◆ Directions:
Pick out every line of the entries below where "types" occurs, and copy those lines.

(Source data)

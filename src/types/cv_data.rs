// src/types/cv_data.rs
//! Resume data model: the loosely-shaped wire payload and the normalized
//! record the renderers consume.

use serde::{Deserialize, Serialize};
use serde_json::Value;

use crate::error::{RenderError, Result};

pub const DEFAULT_FONT: &str = "Calibri";
pub const DEFAULT_FONT_SIZE: f32 = 11.0;
pub const DEFAULT_ACCENT: &str = "#34495e";
pub const LEGAL_STATUS_UNDISCLOSED: &str = "Prefer not to say";

// ===== Wire payload =====
// Every field may be missing or null; defaults are filled once in `normalize`.

#[derive(Debug, Clone, Default, Serialize, Deserialize)]
#[serde(rename_all = "camelCase", default)]
pub struct ResumePayload {
    pub personal: Option<PersonalPayload>,
    pub summary: Option<String>,
    pub experience: Option<Vec<ExperiencePayload>>,
    pub education: Option<Vec<EducationPayload>>,
    pub skills: Option<Vec<SkillPayload>>,
    pub projects: Option<Vec<ProjectPayload>>,
    pub publications: Option<Vec<PublicationPayload>>,
    pub certifications: Option<Vec<CertificationPayload>>,
    #[serde(alias = "organizationLogoBase64")]
    pub pamten_logo_base64: Option<String>,
    pub profile_pic_base64: Option<String>,
    pub style_options: Option<StyleOptions>,
}

#[derive(Debug, Clone, Default, Serialize, Deserialize)]
#[serde(rename_all = "camelCase", default)]
pub struct PersonalPayload {
    pub name: Option<String>,
    pub email: Option<String>,
    pub phone: Option<String>,
    pub location: Option<String>,
    pub legal_status: Option<String>,
    pub job_title: Option<String>,
}

#[derive(Debug, Clone, Default, Serialize, Deserialize)]
#[serde(rename_all = "camelCase", default)]
pub struct ExperiencePayload {
    pub id: Option<Value>,
    pub job_title: Option<String>,
    pub company: Option<String>,
    pub dates: Option<String>,
    pub description: Option<String>,
}

#[derive(Debug, Clone, Default, Serialize, Deserialize)]
#[serde(rename_all = "camelCase", default)]
pub struct EducationPayload {
    pub id: Option<Value>,
    pub degree: Option<String>,
    pub institution: Option<String>,
    pub graduation_year: Option<Value>,
    pub gpa: Option<Value>,
    pub achievements: Option<String>,
}

#[derive(Debug, Clone, Default, Serialize, Deserialize)]
#[serde(default)]
pub struct SkillPayload {
    pub id: Option<Value>,
    pub category: Option<String>,
    pub skills_list: Option<String>,
}

#[derive(Debug, Clone, Default, Serialize, Deserialize)]
#[serde(default)]
pub struct ProjectPayload {
    pub id: Option<Value>,
    pub title: Option<String>,
    pub date: Option<String>,
    pub description: Option<String>,
}

#[derive(Debug, Clone, Default, Serialize, Deserialize)]
#[serde(default)]
pub struct PublicationPayload {
    pub id: Option<Value>,
    pub title: Option<String>,
    pub authors: Option<String>,
    pub journal: Option<String>,
    pub date: Option<String>,
    pub link: Option<String>,
}

#[derive(Debug, Clone, Default, Serialize, Deserialize)]
#[serde(default)]
pub struct CertificationPayload {
    pub id: Option<Value>,
    pub name: Option<String>,
    pub issuer: Option<String>,
    pub date: Option<String>,
}

#[derive(Debug, Clone, Default, PartialEq, Serialize, Deserialize)]
#[serde(rename_all = "camelCase", default)]
pub struct StyleOptions {
    pub font_family: Option<String>,
    pub font_size: Option<f32>,
    pub accent_color: Option<String>,
}

// ===== Normalized record =====

#[derive(Debug, Clone, Default, PartialEq, Serialize)]
pub struct ResumeRecord {
    pub personal: Personal,
    pub summary: String,
    pub experience: Vec<Experience>,
    pub education: Vec<Education>,
    pub skills: Vec<SkillGroup>,
    pub projects: Vec<Project>,
    pub publications: Vec<Publication>,
    pub certifications: Vec<Certification>,
    pub organization_logo: Option<String>,
    pub profile_picture: Option<String>,
}

#[derive(Debug, Clone, Default, PartialEq, Serialize)]
pub struct Personal {
    pub name: String,
    pub email: String,
    pub phone: String,
    pub location: String,
    pub legal_status: Option<String>,
    pub job_title: Option<String>,
}

#[derive(Debug, Clone, Default, PartialEq, Serialize)]
pub struct Experience {
    pub id: String,
    pub job_title: String,
    pub company: String,
    pub dates: String,
    pub description: String,
}

#[derive(Debug, Clone, Default, PartialEq, Serialize)]
pub struct Education {
    pub id: String,
    pub degree: String,
    pub institution: String,
    pub graduation_year: String,
    pub gpa: Option<String>,
    pub achievements: String,
}

#[derive(Debug, Clone, Default, PartialEq, Serialize)]
pub struct SkillGroup {
    pub id: String,
    pub category: String,
    pub skills_list: String,
}

#[derive(Debug, Clone, Default, PartialEq, Serialize)]
pub struct Project {
    pub id: String,
    pub title: String,
    pub date: String,
    pub description: String,
}

#[derive(Debug, Clone, Default, PartialEq, Serialize)]
pub struct Publication {
    pub id: String,
    pub title: String,
    pub authors: String,
    pub journal: String,
    pub date: String,
    pub link: Option<String>,
}

#[derive(Debug, Clone, Default, PartialEq, Serialize)]
pub struct Certification {
    pub id: String,
    pub name: String,
    pub issuer: String,
    pub date: String,
}

fn text(value: Option<String>) -> String {
    value.unwrap_or_default()
}

fn non_empty(value: Option<String>) -> Option<String> {
    value.filter(|v| !v.trim().is_empty())
}

/// Ids and years arrive as strings or numbers depending on the producer.
fn scalar(value: Option<Value>) -> String {
    match value {
        Some(Value::String(s)) => s,
        Some(Value::Number(n)) => n.to_string(),
        Some(Value::Bool(b)) => b.to_string(),
        _ => String::new(),
    }
}

impl ResumePayload {
    pub fn from_json(json: &str) -> Result<Self> {
        serde_json::from_str(json).map_err(RenderError::from)
    }

    /// Split the payload into the normalized record and the style options.
    pub fn normalize(self) -> (ResumeRecord, StyleOptions) {
        let personal = self.personal.unwrap_or_default();

        let record = ResumeRecord {
            personal: Personal {
                name: text(personal.name),
                email: text(personal.email),
                phone: text(personal.phone),
                location: text(personal.location),
                legal_status: non_empty(personal.legal_status),
                job_title: non_empty(personal.job_title),
            },
            summary: text(self.summary),
            experience: self
                .experience
                .unwrap_or_default()
                .into_iter()
                .map(|e| Experience {
                    id: scalar(e.id),
                    job_title: text(e.job_title),
                    company: text(e.company),
                    dates: text(e.dates),
                    description: text(e.description),
                })
                .collect(),
            education: self
                .education
                .unwrap_or_default()
                .into_iter()
                .map(|e| Education {
                    id: scalar(e.id),
                    degree: text(e.degree),
                    institution: text(e.institution),
                    graduation_year: scalar(e.graduation_year),
                    gpa: Some(scalar(e.gpa)).filter(|g| !g.trim().is_empty()),
                    achievements: text(e.achievements),
                })
                .collect(),
            skills: self
                .skills
                .unwrap_or_default()
                .into_iter()
                .map(|s| SkillGroup {
                    id: scalar(s.id),
                    category: text(s.category),
                    skills_list: text(s.skills_list),
                })
                .collect(),
            projects: self
                .projects
                .unwrap_or_default()
                .into_iter()
                .map(|p| Project {
                    id: scalar(p.id),
                    title: text(p.title),
                    date: text(p.date),
                    description: text(p.description),
                })
                .collect(),
            publications: self
                .publications
                .unwrap_or_default()
                .into_iter()
                .map(|p| Publication {
                    id: scalar(p.id),
                    title: text(p.title),
                    authors: text(p.authors),
                    journal: text(p.journal),
                    date: text(p.date),
                    link: non_empty(p.link),
                })
                .collect(),
            certifications: self
                .certifications
                .unwrap_or_default()
                .into_iter()
                .map(|c| Certification {
                    id: scalar(c.id),
                    name: text(c.name),
                    issuer: text(c.issuer),
                    date: text(c.date),
                })
                .collect(),
            organization_logo: non_empty(self.pamten_logo_base64),
            profile_picture: non_empty(self.profile_pic_base64),
        };

        (record, self.style_options.unwrap_or_default())
    }
}

impl ResumeRecord {
    pub fn has_summary(&self) -> bool {
        !self.summary.trim().is_empty()
    }

    pub fn has_experience(&self) -> bool {
        self.experience.iter().any(|e| !e.job_title.is_empty())
    }

    pub fn has_education(&self) -> bool {
        self.education.iter().any(|e| !e.degree.is_empty())
    }

    pub fn has_skills(&self) -> bool {
        self.skills
            .iter()
            .any(|s| !s.category.is_empty() && !s.skills_list.is_empty())
    }

    pub fn has_projects(&self) -> bool {
        self.projects.iter().any(|p| !p.title.is_empty())
    }

    pub fn has_publications(&self) -> bool {
        self.publications.iter().any(|p| !p.title.is_empty())
    }

    pub fn has_certifications(&self) -> bool {
        self.certifications.iter().any(|c| !c.name.is_empty())
    }

    /// Email, phone, location and a disclosed legal status joined by " | ".
    pub fn contact_line(&self) -> String {
        let p = &self.personal;
        let mut items = vec![p.email.as_str(), p.phone.as_str(), p.location.as_str()];
        if let Some(status) = p.legal_status.as_deref() {
            if status != LEGAL_STATUS_UNDISCLOSED {
                items.push(status);
            }
        }
        items
            .into_iter()
            .filter(|item| !item.is_empty())
            .collect::<Vec<_>>()
            .join(" | ")
    }
}

// ===== Style =====

#[derive(Debug, Clone, Copy, PartialEq, Eq)]
pub struct Rgb(pub u8, pub u8, pub u8);

impl Rgb {
    pub fn parse(hex: &str) -> Result<Self> {
        let digits = hex.trim().trim_start_matches('#');
        if digits.len() != 6 || !digits.chars().all(|c| c.is_ascii_hexdigit()) {
            return Err(RenderError::Style(format!(
                "accent color must be a 6-digit hex RGB value, got '{}'",
                hex
            )));
        }
        let channel = |i: usize| {
            u8::from_str_radix(&digits[i..i + 2], 16)
                .map_err(|e| RenderError::Style(format!("bad accent color '{}': {}", hex, e)))
        };
        Ok(Self(channel(0)?, channel(2)?, channel(4)?))
    }

    /// Lowercase hex without the leading `#`.
    pub fn hex(&self) -> String {
        format!("{:02x}{:02x}{:02x}", self.0, self.1, self.2)
    }
}

/// Style options after defaults are applied and the accent color is parsed.
#[derive(Debug, Clone, PartialEq)]
pub struct ResolvedStyle {
    pub font_family: String,
    pub font_size: f32,
    pub accent: Rgb,
}

impl ResolvedStyle {
    pub fn resolve(options: &StyleOptions) -> Result<Self> {
        let font_family = options
            .font_family
            .as_deref()
            .and_then(|list| list.split(',').next())
            .map(|name| name.trim().trim_matches(|c| c == '"' || c == '\'').to_string())
            .filter(|name| !name.is_empty())
            .unwrap_or_else(|| DEFAULT_FONT.to_string());

        let font_size = options
            .font_size
            .filter(|size| size.is_finite() && *size > 0.0)
            .unwrap_or(DEFAULT_FONT_SIZE);

        let accent = Rgb::parse(options.accent_color.as_deref().unwrap_or(DEFAULT_ACCENT))?;

        Ok(Self {
            font_family,
            font_size,
            accent,
        })
    }

    /// Size used for publication detail lines.
    pub fn small_size(&self) -> f32 {
        (self.font_size - 1.0).max(8.0)
    }
}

(End Source data)

◆ Exercise response:
filename src/types/cv_data.rs
// src/types/cv_data.rs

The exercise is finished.